[Stored data entries]
════
//! Strict checks for the data-entry boundary.
//!
//! The engine tolerates anything; this is where genuinely invalid invoices
//! are turned away before they are saved. It is never called by the engine.

use rust_decimal::Decimal;

use crate::error::InvoiceError;
use crate::totals::{InvoiceTotalsInput, MAX_AMOUNT};
use crate::InvoiceResult;

pub fn validate_invoice_input(input: &InvoiceTotalsInput) -> InvoiceResult<()> {
    if let Some(hours) = input.labour.hours {
        if hours < Decimal::ZERO {
            return Err(InvoiceError::invalid(
                "labour.hours",
                "Hours worked cannot be negative",
            ));
        }
    }
    if input.labour.rate < Decimal::ZERO {
        return Err(InvoiceError::invalid(
            "labour.rate",
            "Hourly rate cannot be negative",
        ));
    }
    within_limit("labour.hours", input.labour.hours)?;
    within_limit("labour.rate", Some(input.labour.rate))?;

    for (i, line) in input.materials.iter().enumerate() {
        if let Some(cost) = line.unit_cost {
            if cost < Decimal::ZERO {
                return Err(InvoiceError::invalid(
                    format!("materials[{i}].unit_cost"),
                    "Material price cannot be negative",
                ));
            }
        }
        if let Some(qty) = line.quantity {
            if qty <= Decimal::ZERO {
                return Err(InvoiceError::invalid(
                    format!("materials[{i}].quantity"),
                    "Quantity must be greater than zero",
                ));
            }
        }
        within_limit(&format!("materials[{i}].unit_cost"), line.unit_cost)?;
        within_limit(&format!("materials[{i}].quantity"), line.quantity)?;
    }

    for (field, pct) in [
        ("tax.cis_rate_pct", input.tax.cis_rate_pct),
        ("tax.vat_rate_pct", input.tax.vat_rate_pct),
    ] {
        if pct < Decimal::ZERO || pct > Decimal::ONE_HUNDRED {
            return Err(InvoiceError::invalid(
                field,
                "Rate must be between 0 and 100 percent",
            ));
        }
    }

    Ok(())
}

fn within_limit(field: &str, value: Option<Decimal>) -> InvoiceResult<()> {
    match value {
        Some(v) if v > MAX_AMOUNT => Err(InvoiceError::invalid(
            field,
            format!("Must not exceed {MAX_AMOUNT}"),
        )),
        _ => Ok(()),
    }
}

#[cfg(test)]
mod tests {
    use super::*;
    use crate::totals::{LabourInput, MaterialLine, TaxToggles};
    use rust_decimal_macros::dec;

    fn valid_input() -> InvoiceTotalsInput {
        InvoiceTotalsInput {
            labour: LabourInput {
                hours: Some(dec!(3)),
                rate: dec!(45),
            },
            materials: vec![
                MaterialLine::priced(dec!(180), dec!(1)),
                MaterialLine::unpriced("Fixings"),
            ],
            tax: TaxToggles {
                cis_enabled: true,
                cis_rate_pct: dec!(20),
                vat_enabled: true,
                vat_rate_pct: dec!(20),
            },
        }
    }

    fn field_of(err: InvoiceError) -> String {
        match err {
            InvoiceError::InvalidInput { field, .. } => field,
            other => panic!("unexpected error {other:?}"),
        }
    }

    #[test]
    fn test_valid_input_passes() {
        assert!(validate_invoice_input(&valid_input()).is_ok());
    }

    #[test]
    fn test_unknown_hours_are_valid() {
        let mut input = valid_input();
        input.labour.hours = None;
        assert!(validate_invoice_input(&input).is_ok());
    }

    #[test]
    fn test_negative_hours_rejected() {
        let mut input = valid_input();
        input.labour.hours = Some(dec!(-1));
        let err = validate_invoice_input(&input).unwrap_err();
        assert_eq!(field_of(err), "labour.hours");
    }

    #[test]
    fn test_negative_price_rejected() {
        let mut input = valid_input();
        input.materials.push(MaterialLine::priced(dec!(-5), dec!(1)));
        let err = validate_invoice_input(&input).unwrap_err();
        assert_eq!(field_of(err), "materials[2].unit_cost");
    }

    #[test]
    fn test_zero_quantity_rejected() {
        let mut input = valid_input();
        input.materials[0].quantity = Some(dec!(0));
        let err = validate_invoice_input(&input).unwrap_err();
        assert_eq!(field_of(err), "materials[0].quantity");
    }

    #[test]
    fn test_rate_over_100_rejected() {
        let mut input = valid_input();
        input.tax.cis_rate_pct = dec!(120);
        let err = validate_invoice_input(&input).unwrap_err();
        assert!(err.to_string().contains("tax.cis_rate_pct"));
    }

    #[test]
    fn test_amounts_above_limit_rejected() {
        let mut input = valid_input();
        input.labour.hours = Some(Decimal::MAX);
        let err = validate_invoice_input(&input).unwrap_err();
        assert_eq!(field_of(err), "labour.hours");

        let mut input = valid_input();
        input.materials[0].quantity = Some(MAX_AMOUNT + Decimal::ONE);
        let err = validate_invoice_input(&input).unwrap_err();
        assert_eq!(field_of(err), "materials[0].quantity");

        let mut input = valid_input();
        input.labour.rate = MAX_AMOUNT;
        assert!(validate_invoice_input(&input).is_ok());
    }
}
════
Task prompt: Work out how many lines in the records above contain the word "crate". State only that number.

Written answer: 4